## Exercise prompt
Nothing but the lines below between the line holding "filename src/playlist/query.rs" and the line holding "form; nothing is", inclusive, should appear in the answer, each set down exactly.

## Information shown
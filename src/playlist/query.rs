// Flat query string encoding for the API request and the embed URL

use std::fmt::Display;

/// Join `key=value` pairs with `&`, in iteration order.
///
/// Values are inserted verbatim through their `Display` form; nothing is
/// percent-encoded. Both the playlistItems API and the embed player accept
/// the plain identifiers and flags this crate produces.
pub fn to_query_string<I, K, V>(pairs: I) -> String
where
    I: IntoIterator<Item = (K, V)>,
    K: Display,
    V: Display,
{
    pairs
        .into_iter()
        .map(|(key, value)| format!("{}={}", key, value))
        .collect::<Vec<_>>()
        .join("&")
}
...
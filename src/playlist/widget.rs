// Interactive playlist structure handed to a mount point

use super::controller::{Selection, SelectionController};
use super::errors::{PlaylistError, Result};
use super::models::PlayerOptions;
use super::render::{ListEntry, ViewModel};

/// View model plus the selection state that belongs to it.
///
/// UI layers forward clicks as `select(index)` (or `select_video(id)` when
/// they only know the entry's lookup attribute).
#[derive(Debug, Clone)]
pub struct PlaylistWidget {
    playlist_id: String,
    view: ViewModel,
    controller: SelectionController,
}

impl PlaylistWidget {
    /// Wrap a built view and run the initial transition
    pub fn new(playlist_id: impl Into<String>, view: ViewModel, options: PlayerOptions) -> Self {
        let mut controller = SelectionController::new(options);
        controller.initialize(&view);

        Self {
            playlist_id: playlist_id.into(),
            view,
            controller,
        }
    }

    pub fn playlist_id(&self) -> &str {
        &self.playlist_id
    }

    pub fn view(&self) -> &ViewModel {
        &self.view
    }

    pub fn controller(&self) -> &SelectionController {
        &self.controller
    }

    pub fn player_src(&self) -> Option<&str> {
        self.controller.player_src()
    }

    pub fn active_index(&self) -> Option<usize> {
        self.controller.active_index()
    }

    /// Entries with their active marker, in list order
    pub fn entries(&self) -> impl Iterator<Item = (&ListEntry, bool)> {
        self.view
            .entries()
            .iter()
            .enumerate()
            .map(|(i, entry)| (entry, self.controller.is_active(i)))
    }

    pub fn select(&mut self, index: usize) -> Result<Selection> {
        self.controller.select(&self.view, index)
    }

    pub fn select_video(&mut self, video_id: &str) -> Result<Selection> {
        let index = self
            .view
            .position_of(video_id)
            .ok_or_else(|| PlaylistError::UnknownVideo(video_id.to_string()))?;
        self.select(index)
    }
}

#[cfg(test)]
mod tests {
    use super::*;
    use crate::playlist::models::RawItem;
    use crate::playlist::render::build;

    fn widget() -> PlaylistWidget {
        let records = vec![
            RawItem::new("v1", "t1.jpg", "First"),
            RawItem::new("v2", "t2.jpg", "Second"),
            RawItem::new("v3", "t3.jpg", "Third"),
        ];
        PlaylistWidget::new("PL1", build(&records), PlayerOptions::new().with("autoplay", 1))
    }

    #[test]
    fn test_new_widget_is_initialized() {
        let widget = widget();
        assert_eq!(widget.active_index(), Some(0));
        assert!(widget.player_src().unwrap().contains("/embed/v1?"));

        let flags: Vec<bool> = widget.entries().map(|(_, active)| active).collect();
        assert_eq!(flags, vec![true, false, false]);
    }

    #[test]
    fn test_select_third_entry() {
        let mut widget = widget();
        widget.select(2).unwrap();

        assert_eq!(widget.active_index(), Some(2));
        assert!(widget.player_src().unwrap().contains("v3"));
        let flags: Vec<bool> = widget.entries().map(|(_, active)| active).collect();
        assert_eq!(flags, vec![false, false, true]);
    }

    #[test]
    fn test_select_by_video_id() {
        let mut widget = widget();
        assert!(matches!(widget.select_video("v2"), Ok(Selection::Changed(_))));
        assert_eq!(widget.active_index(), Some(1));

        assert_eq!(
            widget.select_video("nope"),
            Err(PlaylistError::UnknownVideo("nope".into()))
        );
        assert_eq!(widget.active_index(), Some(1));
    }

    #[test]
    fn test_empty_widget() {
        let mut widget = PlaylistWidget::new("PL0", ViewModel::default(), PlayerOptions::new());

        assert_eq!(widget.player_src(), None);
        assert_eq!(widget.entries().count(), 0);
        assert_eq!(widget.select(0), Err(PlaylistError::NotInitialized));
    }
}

## The answer
filename src/playlist/query.rs
// Flat query string encoding for the API request and the embed URL

use std::fmt::Display;

/// Join `key=value` pairs with `&`, in iteration order.
///
/// Values are inserted verbatim through their `Display` form; nothing is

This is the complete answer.